■ **WHAT IS BEING ASKED**: From the listing below, copy each line that contains the word "KeyRange".

################

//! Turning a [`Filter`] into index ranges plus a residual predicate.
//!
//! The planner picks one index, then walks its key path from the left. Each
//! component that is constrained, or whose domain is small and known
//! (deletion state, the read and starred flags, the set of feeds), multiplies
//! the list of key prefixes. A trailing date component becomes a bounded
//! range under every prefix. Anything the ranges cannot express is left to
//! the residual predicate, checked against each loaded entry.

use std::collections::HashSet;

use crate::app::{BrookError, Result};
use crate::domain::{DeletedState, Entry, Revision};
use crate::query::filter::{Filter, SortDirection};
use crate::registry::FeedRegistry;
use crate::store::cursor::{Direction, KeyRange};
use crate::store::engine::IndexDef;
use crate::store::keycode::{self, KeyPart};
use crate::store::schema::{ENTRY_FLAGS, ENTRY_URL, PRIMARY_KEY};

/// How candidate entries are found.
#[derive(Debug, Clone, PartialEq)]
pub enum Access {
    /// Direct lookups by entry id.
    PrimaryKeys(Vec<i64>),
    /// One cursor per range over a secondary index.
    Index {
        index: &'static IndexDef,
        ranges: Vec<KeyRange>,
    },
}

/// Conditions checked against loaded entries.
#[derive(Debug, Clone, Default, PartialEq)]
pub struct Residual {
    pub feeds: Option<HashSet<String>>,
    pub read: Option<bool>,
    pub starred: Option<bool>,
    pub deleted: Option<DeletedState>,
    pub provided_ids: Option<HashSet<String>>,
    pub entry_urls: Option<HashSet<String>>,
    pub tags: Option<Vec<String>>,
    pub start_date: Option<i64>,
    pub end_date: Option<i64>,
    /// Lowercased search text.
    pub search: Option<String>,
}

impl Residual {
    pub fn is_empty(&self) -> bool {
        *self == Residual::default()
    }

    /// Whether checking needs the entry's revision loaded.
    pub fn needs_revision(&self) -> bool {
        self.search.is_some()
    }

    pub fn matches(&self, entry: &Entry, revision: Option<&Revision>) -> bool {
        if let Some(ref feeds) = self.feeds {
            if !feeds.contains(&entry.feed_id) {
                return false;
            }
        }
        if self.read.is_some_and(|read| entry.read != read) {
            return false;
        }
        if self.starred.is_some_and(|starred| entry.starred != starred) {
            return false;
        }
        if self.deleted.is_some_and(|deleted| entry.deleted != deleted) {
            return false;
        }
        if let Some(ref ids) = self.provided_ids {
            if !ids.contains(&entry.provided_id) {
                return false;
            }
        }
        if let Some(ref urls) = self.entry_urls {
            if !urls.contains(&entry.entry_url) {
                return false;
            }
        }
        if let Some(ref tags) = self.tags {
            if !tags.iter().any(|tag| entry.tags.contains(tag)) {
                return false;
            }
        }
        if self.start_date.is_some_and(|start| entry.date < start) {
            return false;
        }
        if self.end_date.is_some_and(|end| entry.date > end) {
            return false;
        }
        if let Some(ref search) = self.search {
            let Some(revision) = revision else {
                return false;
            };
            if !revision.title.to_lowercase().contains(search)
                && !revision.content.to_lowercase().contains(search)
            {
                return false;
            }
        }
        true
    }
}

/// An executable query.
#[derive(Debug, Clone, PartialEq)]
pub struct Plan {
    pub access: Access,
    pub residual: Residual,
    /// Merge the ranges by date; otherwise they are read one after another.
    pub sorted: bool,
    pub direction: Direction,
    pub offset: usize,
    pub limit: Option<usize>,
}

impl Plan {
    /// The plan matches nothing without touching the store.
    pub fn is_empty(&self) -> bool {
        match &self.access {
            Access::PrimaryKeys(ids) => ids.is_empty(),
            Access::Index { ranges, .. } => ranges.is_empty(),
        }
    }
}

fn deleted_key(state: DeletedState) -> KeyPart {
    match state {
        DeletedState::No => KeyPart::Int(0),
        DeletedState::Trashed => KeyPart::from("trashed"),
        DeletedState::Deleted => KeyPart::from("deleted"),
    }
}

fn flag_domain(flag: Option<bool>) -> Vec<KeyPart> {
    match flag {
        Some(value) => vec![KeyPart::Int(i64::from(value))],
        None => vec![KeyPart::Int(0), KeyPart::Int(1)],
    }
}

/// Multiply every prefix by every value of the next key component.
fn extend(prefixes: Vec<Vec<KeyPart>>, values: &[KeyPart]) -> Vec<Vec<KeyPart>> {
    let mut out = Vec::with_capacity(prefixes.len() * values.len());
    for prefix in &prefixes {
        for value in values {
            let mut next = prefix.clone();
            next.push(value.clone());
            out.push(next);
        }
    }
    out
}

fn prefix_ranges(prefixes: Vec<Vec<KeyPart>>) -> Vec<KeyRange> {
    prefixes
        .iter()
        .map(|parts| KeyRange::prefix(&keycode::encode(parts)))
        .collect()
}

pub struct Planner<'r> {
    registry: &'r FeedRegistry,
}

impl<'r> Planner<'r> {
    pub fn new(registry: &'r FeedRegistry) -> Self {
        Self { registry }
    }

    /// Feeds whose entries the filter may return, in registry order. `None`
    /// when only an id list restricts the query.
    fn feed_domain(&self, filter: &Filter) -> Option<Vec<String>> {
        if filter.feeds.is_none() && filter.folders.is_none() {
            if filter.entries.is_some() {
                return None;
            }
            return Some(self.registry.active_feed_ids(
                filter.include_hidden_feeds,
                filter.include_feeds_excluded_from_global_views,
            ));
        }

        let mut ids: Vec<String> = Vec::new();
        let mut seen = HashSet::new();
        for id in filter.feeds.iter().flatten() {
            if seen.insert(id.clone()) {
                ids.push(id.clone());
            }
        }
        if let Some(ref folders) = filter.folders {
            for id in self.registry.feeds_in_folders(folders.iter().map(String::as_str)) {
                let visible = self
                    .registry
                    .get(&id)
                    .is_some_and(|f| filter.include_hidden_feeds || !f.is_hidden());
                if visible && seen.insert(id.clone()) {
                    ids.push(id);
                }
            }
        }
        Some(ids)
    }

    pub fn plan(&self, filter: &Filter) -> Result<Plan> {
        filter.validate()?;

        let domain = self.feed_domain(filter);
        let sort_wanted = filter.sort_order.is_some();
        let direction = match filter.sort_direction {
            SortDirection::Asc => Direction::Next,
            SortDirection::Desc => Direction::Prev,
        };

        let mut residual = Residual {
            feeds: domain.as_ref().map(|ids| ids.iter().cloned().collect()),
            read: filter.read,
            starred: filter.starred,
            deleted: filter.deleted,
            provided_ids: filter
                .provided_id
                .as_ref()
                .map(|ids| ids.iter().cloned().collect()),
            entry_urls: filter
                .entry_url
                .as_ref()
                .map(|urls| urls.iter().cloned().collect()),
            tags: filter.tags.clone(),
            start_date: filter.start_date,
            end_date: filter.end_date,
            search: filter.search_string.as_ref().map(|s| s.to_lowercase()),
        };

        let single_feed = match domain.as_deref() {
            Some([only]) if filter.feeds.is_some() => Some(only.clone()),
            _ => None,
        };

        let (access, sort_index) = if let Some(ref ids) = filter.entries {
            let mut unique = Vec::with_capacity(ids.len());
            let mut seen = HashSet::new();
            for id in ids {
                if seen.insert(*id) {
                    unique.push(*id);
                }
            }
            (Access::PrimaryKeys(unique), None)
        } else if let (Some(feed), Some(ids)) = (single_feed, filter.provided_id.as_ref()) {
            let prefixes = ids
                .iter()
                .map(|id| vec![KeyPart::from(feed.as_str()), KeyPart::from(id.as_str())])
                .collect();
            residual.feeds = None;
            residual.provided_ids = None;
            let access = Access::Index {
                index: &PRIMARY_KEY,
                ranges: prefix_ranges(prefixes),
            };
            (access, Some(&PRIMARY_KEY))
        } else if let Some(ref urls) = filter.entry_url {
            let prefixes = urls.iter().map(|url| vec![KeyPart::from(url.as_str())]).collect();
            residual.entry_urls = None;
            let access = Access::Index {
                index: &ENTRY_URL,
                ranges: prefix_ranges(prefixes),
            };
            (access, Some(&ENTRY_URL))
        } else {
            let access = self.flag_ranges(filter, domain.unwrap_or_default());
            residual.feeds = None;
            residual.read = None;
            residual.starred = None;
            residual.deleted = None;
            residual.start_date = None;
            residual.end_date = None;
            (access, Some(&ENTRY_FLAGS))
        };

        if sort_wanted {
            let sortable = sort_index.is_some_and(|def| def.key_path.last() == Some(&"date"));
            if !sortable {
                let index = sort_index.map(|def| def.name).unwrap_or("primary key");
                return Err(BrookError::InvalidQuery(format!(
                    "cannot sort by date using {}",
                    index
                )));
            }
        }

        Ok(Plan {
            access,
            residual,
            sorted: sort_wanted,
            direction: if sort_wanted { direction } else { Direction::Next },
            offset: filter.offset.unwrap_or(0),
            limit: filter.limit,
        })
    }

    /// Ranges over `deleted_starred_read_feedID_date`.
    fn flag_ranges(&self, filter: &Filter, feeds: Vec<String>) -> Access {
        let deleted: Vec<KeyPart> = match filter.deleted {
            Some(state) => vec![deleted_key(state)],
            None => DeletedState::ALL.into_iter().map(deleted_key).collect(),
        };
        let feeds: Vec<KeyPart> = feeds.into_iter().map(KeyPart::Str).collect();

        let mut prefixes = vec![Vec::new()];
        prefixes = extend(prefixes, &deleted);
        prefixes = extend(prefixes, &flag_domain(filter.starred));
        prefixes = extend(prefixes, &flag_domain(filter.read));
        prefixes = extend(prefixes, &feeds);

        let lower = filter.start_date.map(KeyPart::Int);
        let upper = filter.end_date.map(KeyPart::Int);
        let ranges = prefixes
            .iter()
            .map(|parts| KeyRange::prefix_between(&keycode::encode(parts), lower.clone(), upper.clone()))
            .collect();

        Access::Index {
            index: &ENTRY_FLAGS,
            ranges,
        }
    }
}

################

■ **TASK RESPONSE**:
use crate::store::cursor::{Direction, KeyRange};
        ranges: Vec<KeyRange>,
fn prefix_ranges(prefixes: Vec<Vec<KeyPart>>) -> Vec<KeyRange> {
        .map(|parts| KeyRange::prefix(&keycode::encode(parts)))
            .map(|parts| KeyRange::prefix_between(&keycode::encode(parts), lower.clone(), upper.clone()))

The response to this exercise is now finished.